The powerful marketing technique you’ve already nailed and should use in your business.
- Helen-Jane

- Apr 28, 2020
- 2 min read
Updated: Sep 22, 2020
Let me illustrate how a skill that you already have has the potential to transform your business once you put it to work.
You’re arranging a family excursion to mark an event. You’re bringing three generations together, and after careful research you’ve found a venue with something of interest to everyone in your party. You need everyone’s buy-in, but your mum’s not keen on the venue and has made a counter-suggestion that’s not ideal; your teenagers are moaning about having to go at all.
To get your mum on board, since you know she likes walking you’ll emphasise the opportunity for a nature walk, and to really convince her you’ll mention the gin afternoon tea that she can’t resist! You’ll also appeal to what you know will be her desire to accommodate others in the party when you point out that her counter-suggestion won’t work for the kids.
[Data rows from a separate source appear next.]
//! CLI Commands

pub mod admin;
pub mod form;
pub mod register;

use std::error::Error;
use std::str::FromStr;

/// Parse a single `KEY=VALUE` argument
pub fn parse_key_val<T>(s: &str) -> Result<(String, T), Box<dyn Error + Send + Sync + 'static>>
where
    T: FromStr,
    T::Err: Error + Send + Sync + 'static,
{
    let (key, value) = s
        .split_once('=')
        .ok_or_else(|| format!("invalid NAME=VALUE: no `=` found in `{}`", s))?;

    if key.is_empty() {
        return Err(format!("invalid NAME=VALUE: empty name in `{}`", s).into());
    }

    Ok((key.to_string(), value.parse()?))
}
To sell the idea to your teenagers, you’ll use a totally different approach. They won’t care about the afternoon tea, so you’re going to big up the fast internet and how there will be time for them to chill and charge their Nintendo Switch. You know that once there they’ll do the walks with grandma too anyway and thoroughly enjoy it. And, vitally, you catch them when they emerge from their bedroom, because you know it’s pointless trying to persuade them of anything if you drag them out half asleep.
This is best practice marketing and you do it instinctively in your personal life: in short, you focus on different benefits, use a different tone, and engage in conversation where your target is most receptive to it. You thoroughly know your different audiences, their preferences and behaviours, and you adapt your message in order to successfully get their buy-in.

If you’re not doing this in your business, you’re wasting a lot of time and missing out on a lot of potential customers.
Which is why, when I take on a copy project, I won’t write a single word until I’ve established what is your Unique Selling Proposition (to continue the analogy, why is the venue you’ve picked the only one that will work for everyone?) and what are your Customer Personas i.e. who are your target customers, where are they, what do they like doing, what are they doing right now? How is Covid-19 affecting them? What tone of voice will best carry your message?
Simple logic. And pretty involved too. After defining the essential background information, you need to pick the words that will most effectively encapsulate everything relevant for the particular goal you have in, say, a 90 character Google ad; an email; a couple of sentences on a social media post before it’s trimmed in-feed; and so on.
I hope I’ve illustrated how you already have a skill that can transform your marketing, and when you’re working with a copywriter or any other marketing creative, you’ll know why they bang on about USPs and Customer Personas! Make a start on writing yours for your business now and let me know how you get on!